Friday, September 01, 2006

Um elogio da leitura


Todos os dias eu redescubro a maravilha da literatura. Seria natural que meus olhos já estivessem acostumados a ela. Que o fascínio já tivesse se desgastado, perdido um pouco do seu brilho. Mas ocorre o contrário. Quanto mais eu vivo, mais me encanto. Este é, de fato, um caso em que me identifico com aquele poema do Caeiro,
...
E o que vejo a cada momento
É aquilo que nunca antes eu tinha visto,
E eu sei dar por isso muito bem...
Sei ter o pasmo essencial
Que tem uma criança se, ao nascer,
Reparasse que nascera deveras...
Sinto-me nascido a cada momento
Para a eterna novidade do Mundo...

Sinto-me nascida a cada momento para a eterna novidade da literatura.

A leitura de um texto literário é como um relacionamento amoroso, sexual. No início deste, há uma certa cerimônia, uma cautela, principalmente se passamos muito tempo com outra pessoa de um relacionamento anterior. Vamos tateando, conhecendo aos poucos a nova pessoa, ansiosos para descobrir suas qualidades, temerosos quanto aos seus defeitos. E tem a questão da insegurança. Será que estou agradando? Será que ele ou ela vai me satisfazer? Então há um receio por um possível fracasso, um abandono, pelo desperdício de tempo e energia investidos. De qualquer maneira, é preciso tentar. Pode ser que dê certo, e se insistirmos mais um pouco?

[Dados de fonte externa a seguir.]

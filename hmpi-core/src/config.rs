use serde::{Deserialize, Serialize};

use crate::classify::Classifier;
use crate::constants::DEFAULT_ELEVATED_RATIO;
use crate::error::Result;
use crate::ingest::IngestOptions;
use crate::thresholds::ThresholdTable;

/// Start-up configuration shared by the browser runtime and the CLI.
///
/// ```json
/// {"thresholds": {"Pb": 0.01, "As": 0.01}, "elevated_ratio": 0.7}
/// ```
///
/// Every field is optional; missing ones take the WHO table, a 0.6 ratio
/// and metric-name normalization.
#[derive(Clone, Debug, PartialEq, Serialize, Deserialize)]
#[serde(default)]
pub struct EngineConfig {
    pub thresholds: ThresholdTable,
    pub elevated_ratio: f64,
    pub normalize_metric_names: bool,
}

impl Default for EngineConfig {
    fn default() -> Self {
        EngineConfig {
            thresholds: ThresholdTable::who(),
            elevated_ratio: DEFAULT_ELEVATED_RATIO,
            normalize_metric_names: true,
        }
    }
}

impl EngineConfig {
    pub fn from_json(text: &str) -> Result<Self> {
        let config: EngineConfig = serde_json::from_str(text)?;
        config.classifier()?;
        Ok(config)
    }

    pub fn classifier(&self) -> Result<Classifier> {
        Classifier::new(self.elevated_ratio)
    }

    pub fn ingest_options(&self) -> IngestOptions {
        IngestOptions {
            normalize_metric_names: self.normalize_metric_names,
        }
    }
}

Com o texto literário é a mesma coisa. Principalmente se ficamos muito tempo lendo outro antes do atual. Levamos tempo para nos acostumar com o novo estilo, o novo enredo, as personagens diferentes, a temática original. Quase nunca sou pega desde a primeira página. Aliás, nem no primeiro capítulo. Como nas minhas relações pessoais, eu custo um pouco a me entregar. Às vezes a falta de encanto é tanta, que não chego ao seu fim. E, como num relacionamento rompido, há a frustração - "poderia ter empregado meu tempo lendo outra coisa" -, e até uma certa culpa: "se eu tivesse tentado mais um pouco, não teria eu lido o melhor livro da minha vida?"

Talvez o fato de algumaas pessoas não gostarem de ler literatura se deva à expectativa de um gozo instantâneo. Mas como no sexo, é preciso suar para atingir o êxtase. É necessário esforço e envolvimento. E, é claro, é necessário um tesão inicial. E é engraçado como me sinto quando percebo que só faltam vinte páginas para o final. Leio com mais lentidão, atraso o processo para aproveitar um pouco mais.

Hemingway disse que quando terminava de escrever, sentia um cansaço "semelhante ao de quando se termina de fazer amor". Eu sinto isso quando termino uma leitura. E nunca mais olho para aquele amontoado de páginas, aquela capa na minha estante da mesma maneira. É sempre um olhar de cumplicidade, como o de dois amantes em um evento social. Um bom livro sempre nos modifica.